Александровский централ и лагерь». [9, VII; 183]

Николай Павлович Печерский:

«Ранним июльским утром 1956 года отправились на стройку. На крутых, всхолмленных берегах Ангары тьма народа – и строители, и приезжие гости, и просто досужие ротозеи. Работа уже кипела вовсю. Двадцатипятитонные самосвалы с грохотом въезжали на дощатый наплавной мост, обрушивали в реку огромные бетонные кубы. Река не желала подчиниться, свивалась в гигантские жгуты, уносила прочь кубы и скальный грунт. А самосвалы все шли и шли…

Пожалуй, из всех явлений природы наиболее близким к этой картине был ледолом на большой, густо заселенной по берегам реки. Та же величественная и тревожная праздничность, то же ощущение чего-то необычного и значительного, когда часы и минуты стоят дней и лет. Но там чаще всего люди лишены деятельного, практического участия в том, что происходит, а здесь именно они заведуют всем, что совершается с водой, землей, камнем и металлом.

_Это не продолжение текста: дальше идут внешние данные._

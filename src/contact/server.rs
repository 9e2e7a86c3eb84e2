// SPDX-License-Identifier: MPL-2.0
//! `POST /api/contact`.
//!
//! Request handling order:
//!
//! 1. any other method: 405
//! 2. body that is not JSON: 500
//! 3. sanitize every field (non-string values count as missing)
//! 4. missing or empty field: 400
//! 5. malformed email: 400
//! 6. message under the minimum length: 400
//! 7. sink failure: 500
//! 8. otherwise 200
//!
//! Every response body is a [`ContactResponse`].

use super::sink::{Submission, SubmissionSink};
use crate::domain::contact::{sanitize_field, ContactPayload, ContactResponse};
use crate::error::{Error, Result, ValidationError};
use crate::i18n::fluent::I18n;
use axum::{
    body::Bytes,
    extract::State,
    http::StatusCode,
    response::Json,
    routing::post,
    Router,
};
use serde_json::Value;
use std::net::SocketAddr;
use std::sync::Arc;
use tower_http::trace::TraceLayer;
use tracing::{error, info};

/// Response texts, resolved once from the active locale.
#[derive(Debug, Clone, PartialEq, Eq)]
pub struct ApiMessages {
    pub method_not_allowed: String,
    pub fields_required: String,
    pub invalid_email: String,
    pub message_too_short: String,
    pub server_error: String,
    pub accepted: String,
}

impl ApiMessages {
    #[must_use]
    pub fn from_i18n(i18n: &I18n) -> Self {
        Self {
            method_not_allowed: i18n.tr("api-method-not-allowed"),
            fields_required: i18n.tr(ValidationError::MissingFields.api_key()),
            invalid_email: i18n.tr(ValidationError::InvalidEmail.api_key()),
            message_too_short: i18n.tr(ValidationError::MessageTooShort.api_key()),
            server_error: i18n.tr("api-server-error"),
            accepted: i18n.tr("api-accepted"),
        }
    }

    #[must_use]
    pub fn for_validation(&self, err: ValidationError) -> &str {
        match err {
            ValidationError::MissingFields => &self.fields_required,
            ValidationError::InvalidEmail => &self.invalid_email,
            ValidationError::MessageTooShort => &self.message_too_short,
        }
    }
}

impl Default for ApiMessages {
    fn default() -> Self {
        Self::from_i18n(&I18n::default())
    }
}

/// Shared handler state.
#[derive(Clone)]
pub struct AppState {
    pub sink: Arc<dyn SubmissionSink>,
    pub messages: Arc<ApiMessages>,
}

impl AppState {
    pub fn new(sink: impl SubmissionSink + 'static, messages: ApiMessages) -> Self {
        Self {
            sink: Arc::new(sink),
            messages: Arc::new(messages),
        }
    }
}

type ApiReply = (StatusCode, Json<ContactResponse>);

fn reply(status: StatusCode, message: &str) -> ApiReply {
    (
        status,
        Json(ContactResponse {
            success: status.is_success(),
            message: message.to_string(),
        }),
    )
}

/// Builds the router serving the endpoint at `path`.
pub fn router(state: AppState, path: &str) -> Router {
    Router::new()
        .route(path, post(submit).fallback(method_not_allowed))
        .layer(TraceLayer::new_for_http())
        .with_state(state)
}

/// Binds `addr` and serves until Ctrl-C.
pub async fn serve(addr: SocketAddr, state: AppState, path: &str) -> Result<()> {
    let app = router(state, path);
    let listener = tokio::net::TcpListener::bind(addr).await?;
    info!(%addr, path, "contact endpoint listening");
    axum::serve(listener, app)
        .with_graceful_shutdown(shutdown_signal())
        .await?;
    info!("contact endpoint stopped");
    Ok(())
}

async fn shutdown_signal() {
    if let Err(err) = tokio::signal::ctrl_c().await {
        error!(%err, "failed to listen for shutdown signal");
    }
}

async fn method_not_allowed(State(state): State<AppState>) -> ApiReply {
    reply(StatusCode::METHOD_NOT_ALLOWED, &state.messages.method_not_allowed)
}

async fn submit(State(state): State<AppState>, body: Bytes) -> ApiReply {
    let messages = &state.messages;
    let payload = match parse_body(&body) {
        Ok(payload) => payload,
        Err(err) => {
            error!(%err, "contact form error");
            return reply(StatusCode::INTERNAL_SERVER_ERROR, &messages.server_error);
        }
    };

    if let Err(err) = payload.validate() {
        return reply(StatusCode::BAD_REQUEST, messages.for_validation(err));
    }

    match state.sink.deliver(&Submission::new(payload)) {
        Ok(()) => reply(StatusCode::OK, &messages.accepted),
        Err(err) => {
            error!(%err, "contact form error");
            reply(StatusCode::INTERNAL_SERVER_ERROR, &messages.server_error)
        }
    }
}

/// Parses and sanitizes the body. Only malformed JSON is an error here.
fn parse_body(body: &[u8]) -> Result<ContactPayload> {
    let value: Value =
        serde_json::from_slice(body).map_err(|err| Error::Http(format!("malformed body: {err}")))?;
    let field = |name: &str| {
        value
            .get(name)
            .and_then(Value::as_str)
            .map(sanitize_field)
            .unwrap_or_default()
    };
    Ok(ContactPayload {
        name: field("name"),
        email: field("email"),
        subject: field("subject"),
        message: field("message"),
    })
}
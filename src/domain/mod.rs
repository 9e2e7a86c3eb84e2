// SPDX-License-Identifier: MPL-2.0
//! Pure domain types, free of rendering and I/O concerns.
//!
//! - [`gallery`]: displayable items, tag filters and the visible sequence
//! - [`contact`]: contact form payload, sanitization and validation

pub mod contact;
pub mod gallery;
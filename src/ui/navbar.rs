// SPDX-License-Identifier: MPL-2.0
//! Navigation bar: mobile menu, header state, anchor scrolling and the
//! active section highlight.
//!
//! The mobile menu locks page scrolling while open through the shared
//! [`ScrollLock`], so it can be displaced by a lightbox.

use crate::config::{LayoutConfig, Timing};
use crate::ui::effect::{Effect, Element, LockStyle, Update};
use crate::ui::scroll_lock::{ScrollLock, ScrollOwner};
use crate::ui::surface::{Layout, NavigationMarkup, SectionMarkup};
use std::collections::BTreeSet;
use std::time::Duration;

/// Messages handled by the navbar.
#[derive(Debug, Clone, PartialEq, Eq)]
pub enum Message {
    ToggleMenu,
    /// A link inside the navbar was clicked.
    CloseMenu,
    /// An in-page anchor was clicked.
    Anchor(String),
    Scroll,
}

#[derive(Debug, Clone, Copy, PartialEq, Eq)]
pub enum Timer {
    /// First active-section evaluation after load.
    InitialCheck,
}

/// Offsets the navbar measures against.
#[derive(Debug, Clone, Copy, PartialEq)]
struct Offsets {
    header_fallback: f32,
    active_section: f32,
    scroll_threshold: f32,
}

#[derive(Debug, Clone, PartialEq)]
pub struct Navbar {
    has_menu: bool,
    menu_open: bool,
    has_header: bool,
    header_scrolled: bool,
    nav_items: Vec<String>,
    /// Anchor ids, parallel to the page's sections.
    section_ids: Vec<Option<String>>,
    active_items: BTreeSet<usize>,
    offsets: Offsets,
    initial_check: Duration,
}

impl Navbar {
    #[must_use]
    pub fn new(
        markup: &NavigationMarkup,
        sections: &[SectionMarkup],
        timing: &Timing,
        layout: &LayoutConfig,
    ) -> Self {
        Self {
            has_menu: markup.mobile_menu,
            menu_open: false,
            has_header: markup.header,
            header_scrolled: false,
            nav_items: markup.nav_items.clone(),
            section_ids: sections.iter().map(|section| section.id.clone()).collect(),
            active_items: BTreeSet::new(),
            offsets: Offsets {
                header_fallback: layout.header_fallback_px,
                active_section: layout.active_section_offset_px,
                scroll_threshold: layout.header_scroll_threshold_px,
            },
            initial_check: timing.initial_check,
        }
    }

    #[must_use]
    pub fn is_menu_open(&self) -> bool {
        self.menu_open
    }

    #[must_use]
    pub fn is_header_scrolled(&self) -> bool {
        self.header_scrolled
    }

    /// Nav items currently highlighted.
    pub fn active_items(&self) -> impl Iterator<Item = usize> + '_ {
        self.active_items.iter().copied()
    }

    pub fn init(&mut self) -> Update<Timer> {
        let mut update = Update::none();
        update.after(self.initial_check, Timer::InitialCheck);
        update
    }

    pub fn handle(&mut self, msg: Message, lock: &mut ScrollLock, layout: &dyn Layout) -> Update<Timer> {
        match msg {
            Message::ToggleMenu => {
                if self.menu_open {
                    self.close_menu(lock)
                } else {
                    self.open_menu(lock, layout.scroll_y())
                }
            }
            Message::CloseMenu => self.close_menu(lock),
            Message::Anchor(href) => self.scroll_to_anchor(&href, lock, layout),
            Message::Scroll => {
                let mut update = self.update_header(layout);
                update.merge(self.update_active_section(layout));
                update
            }
        }
    }

    pub fn on_timer(&mut self, timer: Timer, layout: &dyn Layout) -> Update<Timer> {
        match timer {
            Timer::InitialCheck => self.update_active_section(layout),
        }
    }

    /// Closes the menu after a lightbox took the scroll lock.
    pub fn dismiss_menu(&mut self) -> Update<Timer> {
        if !self.menu_open {
            return Update::none();
        }
        self.menu_open = false;
        menu_classes(false).into()
    }

    fn open_menu(&mut self, lock: &mut ScrollLock, scroll_y: f32) -> Update<Timer> {
        if !self.has_menu {
            return Update::none();
        }
        self.menu_open = true;
        tracing::debug!("mobile menu opened");
        let mut update: Update<Timer> = menu_classes(true).into();
        if let Some(body) = lock.acquire(ScrollOwner::Menu, LockStyle::Overflow, scroll_y) {
            update.push(body);
        }
        update
    }

    fn close_menu(&mut self, lock: &mut ScrollLock) -> Update<Timer> {
        let mut update = self.dismiss_menu();
        if let Some(body) = lock.release(ScrollOwner::Menu) {
            update.push(body);
        }
        update
    }

    fn scroll_to_anchor(&mut self, href: &str, lock: &mut ScrollLock, layout: &dyn Layout) -> Update<Timer> {
        if href == "#" || href == "#top" {
            return Update::effect(Effect::ScrollTo {
                top: 0.0,
                smooth: true,
            });
        }
        let id = href.strip_prefix('#').unwrap_or(href);
        let Some(section) = self
            .section_ids
            .iter()
            .position(|candidate| candidate.as_deref() == Some(id))
        else {
            return Update::none();
        };

        let mut update = self.close_menu(lock);
        let header = self
            .has_header
            .then(|| layout.header_height())
            .flatten()
            .unwrap_or(self.offsets.header_fallback);
        let offset_top = layout.section_rect(section).top + layout.scroll_y();
        update.push(Effect::ScrollTo {
            top: offset_top - header,
            smooth: true,
        });
        update
    }

    fn update_header(&mut self, layout: &dyn Layout) -> Update<Timer> {
        if !self.has_header {
            return Update::none();
        }
        let scrolled = layout.scroll_y() > self.offsets.scroll_threshold;
        if scrolled == self.header_scrolled {
            return Update::none();
        }
        self.header_scrolled = scrolled;
        Update::effect(Effect::SetClass {
            element: Element::Header,
            class: "scrolled",
            on: scrolled,
        })
    }

    fn update_active_section(&mut self, layout: &dyn Layout) -> Update<Timer> {
        let scroll_y = layout.scroll_y();
        let current = self
            .section_ids
            .iter()
            .enumerate()
            .filter_map(|(index, id)| id.as_deref().map(|id| (index, id)))
            .filter(|&(index, _)| {
                let offset_top = layout.section_rect(index).top + scroll_y;
                scroll_y >= offset_top - self.offsets.active_section
            })
            .last()
            .map(|(_, id)| format!("#{id}"));

        let active: BTreeSet<usize> = self
            .nav_items
            .iter()
            .enumerate()
            .filter(|(_, href)| current.as_deref() == Some(href.as_str()))
            .map(|(index, _)| index)
            .collect();

        let mut effects = Vec::new();
        for &index in self.active_items.difference(&active) {
            effects.push(nav_item_class(index, false));
        }
        for &index in active.difference(&self.active_items) {
            effects.push(nav_item_class(index, true));
        }
        self.active_items = active;
        effects.into()
    }
}

fn menu_classes(on: bool) -> Vec<Effect> {
    [Element::MenuToggle, Element::Navbar]
        .into_iter()
        .map(|element| Effect::SetClass {
            element,
            class: "active",
            on,
        })
        .collect()
}

fn nav_item_class(index: usize, on: bool) -> Effect {
    Effect::SetClass {
        element: Element::NavItem(index),
        class: "active",
        on,
    }
}

#[cfg(test)]
mod tests {
    use super::*;
    use crate::ui::effect::BodyScroll;
    use crate::ui::surface::{Rect, StaticLayout};

    fn markup() -> NavigationMarkup {
        NavigationMarkup {
            mobile_menu: true,
            header: true,
            nav_items: vec!["#home".into(), "#about".into(), "#work".into()],
        }
    }

    fn sections() -> Vec<SectionMarkup> {
        ["home", "about", "work"]
            .into_iter()
            .map(|id| SectionMarkup { id: Some(id.into()) })
            .collect()
    }

    fn navbar() -> Navbar {
        Navbar::new(
            &markup(),
            &sections(),
            &Timing::default(),
            &LayoutConfig::default(),
        )
    }

    /// Sections stacked at document offsets 0, 800 and 1600.
    fn layout_at(scroll_y: f32) -> StaticLayout {
        let mut layout = StaticLayout::desktop(0);
        layout.scroll_y = scroll_y;
        layout.section_rects = (0..3)
            .map(|i| Rect::new(i as f32 * 800.0 - scroll_y, 800.0))
            .collect();
        layout
    }

    #[test]
    fn toggle_menu_locks_and_unlocks_scroll() {
        let layout = layout_at(0.0);
        let mut lock = ScrollLock::new();
        let mut navbar = navbar();

        let opened = navbar.handle(Message::ToggleMenu, &mut lock, &layout);
        assert!(navbar.is_menu_open());
        assert!(opened.effects.contains(&Effect::BodyScroll(BodyScroll::Locked {
            style: LockStyle::Overflow,
            offset: 0.0
        })));

        let closed = navbar.handle(Message::ToggleMenu, &mut lock, &layout);
        assert!(!navbar.is_menu_open());
        assert!(closed
            .effects
            .contains(&Effect::BodyScroll(BodyScroll::Released { restore_to: None })));
        assert!(!lock.is_locked());
    }

    #[test]
    fn menu_is_inert_without_markup() {
        let mut markup = markup();
        markup.mobile_menu = false;
        let mut navbar = Navbar::new(&markup, &[], &Timing::default(), &LayoutConfig::default());
        let mut lock = ScrollLock::new();

        assert!(navbar
            .handle(Message::ToggleMenu, &mut lock, &layout_at(0.0))
            .is_empty());
        assert!(!lock.is_locked());
    }

    #[test]
    fn top_anchors_scroll_to_zero() {
        let layout = layout_at(900.0);
        let mut lock = ScrollLock::new();
        let mut navbar = navbar();
        for href in ["#", "#top"] {
            let update = navbar.handle(Message::Anchor(href.into()), &mut lock, &layout);
            assert_eq!(
                update.effects,
                vec![Effect::ScrollTo {
                    top: 0.0,
                    smooth: true
                }]
            );
        }
    }

    #[test]
    fn anchor_scrolls_below_header_and_closes_menu() {
        let mut layout = layout_at(100.0);
        layout.header_height = Some(64.0);
        let mut lock = ScrollLock::new();
        let mut navbar = navbar();
        navbar.handle(Message::ToggleMenu, &mut lock, &layout);

        let update = navbar.handle(Message::Anchor("#work".into()), &mut lock, &layout);
        assert!(!navbar.is_menu_open());
        assert_eq!(
            update.effects.last(),
            Some(&Effect::ScrollTo {
                top: 1536.0,
                smooth: true
            })
        );
    }

    #[test]
    fn header_fallback_applies_without_header() {
        let mut markup = markup();
        markup.header = false;
        let mut navbar = Navbar::new(&markup, &sections(), &Timing::default(), &LayoutConfig::default());
        let mut lock = ScrollLock::new();

        let update = navbar.handle(Message::Anchor("#about".into()), &mut lock, &layout_at(0.0));
        assert_eq!(
            update.effects,
            vec![Effect::ScrollTo {
                top: 720.0,
                smooth: true
            }]
        );
    }

    #[test]
    fn unknown_anchor_does_nothing() {
        let mut lock = ScrollLock::new();
        let mut navbar = navbar();
        assert!(navbar
            .handle(Message::Anchor("#missing".into()), &mut lock, &layout_at(0.0))
            .is_empty());
    }

    #[test]
    fn header_scrolled_flips_past_threshold() {
        let mut lock = ScrollLock::new();
        let mut navbar = navbar();

        assert!(navbar
            .handle(Message::Scroll, &mut lock, &layout_at(100.0))
            .effects
            .iter()
            .all(|effect| !matches!(effect, Effect::SetClass { element: Element::Header, .. })));

        let update = navbar.handle(Message::Scroll, &mut lock, &layout_at(101.0));
        assert!(update.effects.contains(&Effect::SetClass {
            element: Element::Header,
            class: "scrolled",
            on: true
        }));
        assert!(navbar.is_header_scrolled());
    }

    #[test]
    fn active_item_follows_last_reached_section() {
        let mut navbar = navbar();

        navbar.on_timer(Timer::InitialCheck, &layout_at(0.0));
        assert_eq!(navbar.active_items().collect::<Vec<_>>(), vec![0]);

        // 600 >= 800 - 200: "about" is reached early.
        let update = navbar.on_timer(Timer::InitialCheck, &layout_at(600.0));
        assert_eq!(
            update.effects,
            vec![nav_item_class(0, false), nav_item_class(1, true)]
        );

        let unchanged = navbar.on_timer(Timer::InitialCheck, &layout_at(700.0));
        assert!(unchanged.is_empty());
    }

    #[test]
    fn init_schedules_first_check() {
        let mut navbar = navbar();
        assert_eq!(
            navbar.init().timers,
            vec![(Duration::from_millis(100), Timer::InitialCheck)]
        );
    }
}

‹…› Кстати, за все время, что толклись мы на берегу Ангары, Твардовский ни разу не вынимал записной книжки. И дело не в его отличной памяти.

Книжка, как сам сказал об этом Александр Трифонович, мешает видеть самое главное и интересное, оставляет в итоге лишь какие-то верхушечные представления о событиях и людях, с которыми встречался. Но книжка такая у Твардовского все же была. Он доставал ее уже потом, чаще всего по утрам, когда отчетливее и яснее работает мысль. Сидит у стола, ссутулив плечи, что-то вспоминает, делает записи отчетливым, убористым почерком». [2; 312–313]

Александр Трифонович Твардовский. Из дневника:

«Порог Падун. Грохочет бешеный Падун, грохочет, воет и трубит неутомимо день и ночь… А те, что съехались сюда, как медлительны они в сравнении с ним. И ночью спят, и нянчат маленьких ребят, и варят бедный свой обед на сырых дровах. Они из разных мест, их душит холод, ест мошка, но сколько они еще теряют времени по-пустому: и заседают, что ни день, и говорят про ложь и лень, и спорят тут из-за жилья, из-за рубля. И ходят вечером в кино и т. д. Как будто все им – все равно. И он бежит, гремит скорей по трассе каменной своей. Сбегают воды, как с крыльца. Как год назад и миллион годов. Ах, люди, думает, куда вам со мной управиться. Едва ль. Как медлительны их, людей, орудия – и стрелы кранов, и ковши, грызущие породу. Попробуйте, попробуйте, я здесь миллион лет работаю – едва пробил себе проход. А вы его загородить хотите.

Ему снизу не видно, что из-за горы ведут бичевник (береговой подъездной путь). За шумом собственным своим не слышит он, как камень рвут, дробят, сверлят, как обошли со всех сторон, как накапливаются в засаде, как месят бетон и вяжут сталь. И тысячи своих машин… И эти девочки в штанах, и старик, и всяк за четверых, за семерых. И день решенный недалек… Сомкнутся воды в вышине, и смолкнет бешеный порог…

Эта запись сделана однажды утром на Падуне в „доме заезжающих“.

К ней потом уже в уме и на словах добавилось еще примерно такое.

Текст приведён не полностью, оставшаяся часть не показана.